Sobre: Uma coluna para falar tudo sobre nada

Geral


Sobre o tamanho da empatia dos brasileiros 
e o brilho no olho da senhora na Cohab Chris


Paulo Nakayama

14/05/2024 - Brasileiro é um povo barulhento. A gente grita, fala palavrão, mastiga com a boca aberta. A gente não tem vergonha de sambar no meio da rua e está pronto para briga, quando brigar é necessário. O brasileiro é aquele moleque mal educado, que não sabe se comportar à mesa quando as visitas chegam em casa.
Mas o brasileiro, do alto de todos estes defeitos, tem uma coisa rara no resto do mundo: a capacidade de sofrer com a dor dos outros.
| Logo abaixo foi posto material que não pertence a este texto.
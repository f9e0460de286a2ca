//! Staleness-based recovery for stream backends.
//!
//! A sweep claims every entry idle longer than the staleness threshold,
//! then for each one either re-appends it to the tail of the task channel
//! with its attempt counter incremented, or, once the counter exceeds
//! `max_reclaims`, moves it to the dead stream. The claimed original is
//! acknowledged afterwards, so a sweeper crash mid-sweep leaves the entry
//! pending under the sweeper's id where the next sweep finds it again.
//!
//! Claiming is atomic in the backend: two sweepers racing on the same
//! entry never both obtain it.

use std::sync::Arc;
use std::time::Duration;

use tokio::sync::broadcast;
use tokio::time::MissedTickBehavior;
use tracing::{debug, info, warn};

use super::backend::QueueBackend;
use super::retry::Backoff;
use crate::config::SweepConfig;
use crate::error::QueueError;
use crate::metrics::MetricsCollector;

/// Counts from one or more sweeps.
#[derive(Debug, Clone, Copy, Default, PartialEq, Eq)]
pub struct SweepReport {
    /// Entries claimed from dead or stalled consumers.
    pub reclaimed: usize,
    /// Entries re-appended to the task channel.
    pub requeued: usize,
    /// Entries moved to the dead stream.
    pub dead_lettered: usize,
}

impl SweepReport {
    pub(crate) fn absorb(&mut self, other: SweepReport) {
        self.reclaimed += other.reclaimed;
        self.requeued += other.requeued;
        self.dead_lettered += other.dead_lettered;
    }
}

/// Reclaims stale entries from one consumer group.
pub struct ReclaimSweeper {
    backend: Arc<dyn QueueBackend>,
    channel: String,
    group: String,
    consumer_id: String,
    staleness: Duration,
    sweep_interval: Duration,
    max_reclaims: u32,
    batch: usize,
    backoff: Backoff,
    metrics: MetricsCollector,
}

impl ReclaimSweeper {
    pub fn new(
        backend: Arc<dyn QueueBackend>,
        config: &SweepConfig,
        consumer_id: impl Into<String>,
    ) -> Self {
        Self {
            backend,
            channel: config.task_channel.clone(),
            group: config.group.clone(),
            consumer_id: consumer_id.into(),
            staleness: config.stream.staleness_threshold(),
            sweep_interval: config.stream.sweep_interval(),
            max_reclaims: config.stream.max_reclaims,
            batch: config.stream.reclaim_batch,
            backoff: config.retry.backoff(),
            metrics: MetricsCollector::new(),
        }
    }

    pub fn consumer_id(&self) -> &str {
        &self.consumer_id
    }

    pub fn sweep_interval(&self) -> Duration {
        self.sweep_interval
    }

    /// Runs one reclamation pass.
    ///
    /// Returns `Unsupported` on broker backends.
    pub async fn sweep_once(&self) -> Result<SweepReport, QueueError> {
        if !self.backend.supports_reclaim() {
            return Err(QueueError::Unsupported {
                backend: self.backend.kind().as_str(),
                operation: "reclaim_stale",
            });
        }

        let backend = &self.backend;
        let (channel, group, consumer) = (
            self.channel.as_str(),
            self.group.as_str(),
            self.consumer_id.as_str(),
        );
        let (staleness, batch) = (self.staleness, self.batch);

        let reclaimed = self
            .backoff
            .retry("reclaim_stale", move || {
                backend.reclaim_stale(channel, group, staleness, consumer, batch)
            })
            .await?;

        let mut report = SweepReport {
            reclaimed: reclaimed.len(),
            ..Default::default()
        };
        if reclaimed.is_empty() {
            return Ok(report);
        }
        self.metrics.record_reclaimed(reclaimed.len());

        let dead_channel = self.backend.dead_letter_channel(channel);
        for delivery in reclaimed {
            let next_attempt = delivery.attempt + 1;
            let envelope = delivery.envelope(next_attempt);
            let exhausted = next_attempt > self.max_reclaims;
            let target = if exhausted {
                dead_channel.as_str()
            } else {
                channel
            };

            let envelope = &envelope;
            self.backoff
                .retry("requeue", move || backend.enqueue_envelope(target, envelope))
                .await?;

            let handle = &delivery.handle;
            let acked = self
                .backoff
                .retry("acknowledge", move || backend.acknowledge(channel, group, handle))
                .await?;

            if exhausted {
                report.dead_lettered += 1;
                warn!(
                    message_id = %delivery.message_id,
                    attempt = next_attempt,
                    dead_channel = %dead_channel,
                    "Entry exhausted its reclaim budget, moved to dead stream"
                );
            } else {
                report.requeued += 1;
                debug!(
                    message_id = %delivery.message_id,
                    attempt = next_attempt,
                    "Requeued stale entry"
                );
            }
            if !acked {
                debug!(message_id = %delivery.message_id, "Original already acknowledged");
            }
        }

        info!(
            sweeper = %self.consumer_id,
            reclaimed = report.reclaimed,
            requeued = report.requeued,
            dead_lettered = report.dead_lettered,
            "Sweep complete"
        );
        Ok(report)
    }

    /// Sweeps every `sweep_interval` until a shutdown signal arrives.
    pub async fn run(&self, mut shutdown: broadcast::Receiver<()>) -> Result<SweepReport, QueueError> {
        let mut total = SweepReport::default();
        let mut ticker = tokio::time::interval(self.sweep_interval);
        ticker.set_missed_tick_behavior(MissedTickBehavior::Delay);

        info!(
            sweeper = %self.consumer_id,
            channel = %self.channel,
            interval_ms = self.sweep_interval.as_millis() as u64,
            staleness_ms = self.staleness.as_millis() as u64,
            "Sweeper started"
        );

        loop {
            tokio::select! {
                _ = shutdown.recv() => {
                    info!(sweeper = %self.consumer_id, "Sweeper received shutdown signal");
                    break;
                }
                _ = ticker.tick() => {
                    total.absorb(self.sweep_once().await?);
                }
            }
        }

        Ok(total)
    }
}

#[cfg(test)]
mod tests {
    use super::*;
    use crate::scheduler::backend::{MemoryBroker, MemoryStream};
    use crate::scheduler::job::TaskChunk;

    const WAIT: Duration = Duration::from_millis(10);

    fn config(max_reclaims: u32) -> SweepConfig {
        SweepConfig::default()
            .with_staleness(Duration::ZERO, Duration::from_millis(10))
            .with_max_reclaims(max_reclaims)
    }

    async fn stream_with_claimed_task() -> (MemoryStream, Arc<dyn QueueBackend>) {
        let stream = MemoryStream::new();
        let backend: Arc<dyn QueueBackend> = Arc::new(stream.connect());
        backend.initialize("tasks", "workers").await.expect("init");
        let chunk = TaskChunk::new("chunk_000000", 0, 10, chrono::Utc::now());
        backend
            .enqueue("tasks", &chunk.to_payload().expect("payload"))
            .await
            .expect("enqueue");
        backend
            .dequeue("tasks", "workers", "crashed-worker", WAIT)
            .await
            .expect("dequeue")
            .expect("message");
        (stream, backend)
    }

    #[tokio::test]
    async fn test_sweep_requeues_stale_entry() {
        let (_stream, backend) = stream_with_claimed_task().await;
        let sweeper = ReclaimSweeper::new(Arc::clone(&backend), &config(3), "sweeper-1");

        let report = sweeper.sweep_once().await.expect("sweep");
        assert_eq!(
            report,
            SweepReport {
                reclaimed: 1,
                requeued: 1,
                dead_lettered: 0
            }
        );
        assert_eq!(backend.pending_count("tasks", "workers").await.expect("pending"), 0);

        let redelivered = backend
            .dequeue("tasks", "workers", "healthy-worker", WAIT)
            .await
            .expect("dequeue")
            .expect("requeued task");
        assert_eq!(redelivered.attempt, 1);
        let chunk: TaskChunk = redelivered.decode().expect("decode");
        assert_eq!(chunk.chunk_id, "chunk_000000");
    }

    #[tokio::test]
    async fn test_sweep_dead_letters_after_budget() {
        let (_stream, backend) = stream_with_claimed_task().await;
        let sweeper = ReclaimSweeper::new(Arc::clone(&backend), &config(1), "sweeper-1");

        // First reclaim: attempt 0 -> 1, still within budget.
        assert_eq!(sweeper.sweep_once().await.expect("sweep").requeued, 1);
        backend
            .dequeue("tasks", "workers", "crashed-again", WAIT)
            .await
            .expect("dequeue")
            .expect("message");

        // Second reclaim: attempt 1 -> 2 exceeds max_reclaims = 1.
        let report = sweeper.sweep_once().await.expect("sweep");
        assert_eq!(report.dead_lettered, 1);
        assert_eq!(backend.dead_letter_count("tasks").await.expect("dead"), 1);
        assert!(backend
            .dequeue("tasks", "workers", "healthy", WAIT)
            .await
            .expect("dequeue")
            .is_none());
    }

    #[tokio::test]
    async fn test_sweep_ignores_fresh_entries() {
        let (_stream, backend) = stream_with_claimed_task().await;
        let fresh = SweepConfig::default()
            .with_staleness(Duration::from_secs(60), Duration::from_millis(10));
        let sweeper = ReclaimSweeper::new(Arc::clone(&backend), &fresh, "sweeper-1");

        assert_eq!(sweeper.sweep_once().await.expect("sweep"), SweepReport::default());
        assert_eq!(backend.pending_count("tasks", "workers").await.expect("pending"), 1);
    }

    #[tokio::test]
    async fn test_racing_sweepers_claim_once() {
        let (stream, backend) = stream_with_claimed_task().await;
        let a = ReclaimSweeper::new(Arc::clone(&backend), &config(3), "sweeper-a");
        let b = ReclaimSweeper::new(Arc::new(stream.connect()), &config(3), "sweeper-b");

        let (ra, rb) = tokio::join!(a.sweep_once(), b.sweep_once());
        let total = ra.expect("sweep a").reclaimed + rb.expect("sweep b").reclaimed;
        assert_eq!(total, 1);
        assert_eq!(backend.channel_depth("tasks").await.expect("depth"), 2);
    }

    #[tokio::test]
    async fn test_sweep_unsupported_on_broker() {
        let backend: Arc<dyn QueueBackend> =
            Arc::new(MemoryBroker::new(3, Duration::ZERO).connect());
        let sweeper = ReclaimSweeper::new(backend, &config(3), "sweeper-1");

        let result = sweeper.sweep_once().await;
        assert!(matches!(result, Err(QueueError::Unsupported { .. })));
    }

    #[tokio::test]
    async fn test_run_stops_on_shutdown() {
        let (_stream, backend) = stream_with_claimed_task().await;
        let sweeper = ReclaimSweeper::new(backend, &config(3), "sweeper-1");
        let (tx, rx) = broadcast::channel(1);

        let handle = tokio::spawn(async move { sweeper.run(rx).await });
        tokio::time::sleep(Duration::from_millis(50)).await;
        tx.send(()).expect("send shutdown");

        let total = handle.await.expect("join").expect("run");
        assert!(total.reclaimed >= 1);
    }
}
Brasileiro não pensa duas vezes quando a casa está pegando fogo e corre para dentro para salvar quem lá estiver. Tira da mesa a comida para repartir com quem precisa quando a coisa aperta.
É essa generosidade despretensiosa que observamos agora: impressionante ver a sociedade toda mobilizada diante da tragédia que consome, todos os dias, pedaços inteiros do Rio Grande do Sul. Bonito como nós nos mobilizamos para nos ajudar. Sem esperar nada em troca, sem fazer alarde, sem publicidade.
O povo brasileiro tem essa capacidade de se condoer com o sofrimento do próximo. Não espera muito do Estado quando a situação complica. Toma as rédeas e faz as coisas acontecerem. Do seu jeito. É assim que moldamos nossa sociedade. Foi sempre assim. Durante a pandemia, em vários momentos trágicos de nossa história. É assim hoje.
Dá orgulho ver que aqui em Tupã, a mais de 1300 quilômetros dos pontos mais críticos da catástrofe gaúcha, a maior parte da população está engajada e ajudando como pode. Um fardo com garrafinhas de água, um pacote de macarrão, uma peça de roupa. Esse movimento espontâneo mostra que aqui, de fato, ninguém solta a mão de ninguém.
Vendo os meninos do Tiro de Guerra e tantas outras pessoas ajudando a coletar donativos no final de semana passado, lembrei do brilho nos olhos de uma senhora que morava na zona Leste da cidade no começo dos anos 2000.
Naquela época, capitaneados pelo jornalista Jota Neves, fazíamos parte de um grupo de voluntários que coletava mantimentos para montar cestas básicas e distribuir a quem precisasse. Batendo de casa em casa, íamos juntando o que nos dessem e, sempre, éramos muito bem recebidos pela população.
Numa manhã de sábado, fui convidado a entrar em uma casinha na Cohab Chris. A moradora, solícita, ouviu minha história e disse que queria ajudar. Me ofereceu água e café e depois foi até a cozinha, de onde voltou com um pacote de arroz de cinco quilos aberto, dizendo que era tudo que tinha. "Tirei só dois copos, mas pode levar o resto", disse.
O brilho no olho era reflexo do que estava no interior dela. Aquele fogo de bondade que acende por dentro e resplandece. Uma luz que brilha inversamente proporcional à modéstia da pessoa. Quando mais pobre, mais forte. 
O pacote de arroz da senhorinha valia uma tonelada. Aquele pacote de arroz amarrado com barbante, para mim, valeu ainda mais: me ensinou que, quando se é bom, nada mais tem tanta importância. 
"Tem quem precise, né, filho?", indagou a mulher, sorrindo um sorriso que só tem quem está perto do nirvana. Respondi que sim, engoli um soluço e sai, contendo as lágrimas. Não é todo dia que a vida nos mostra com cores tão vivas que a felicidade, realmente, não se compra. Quase sempre, vem de graça.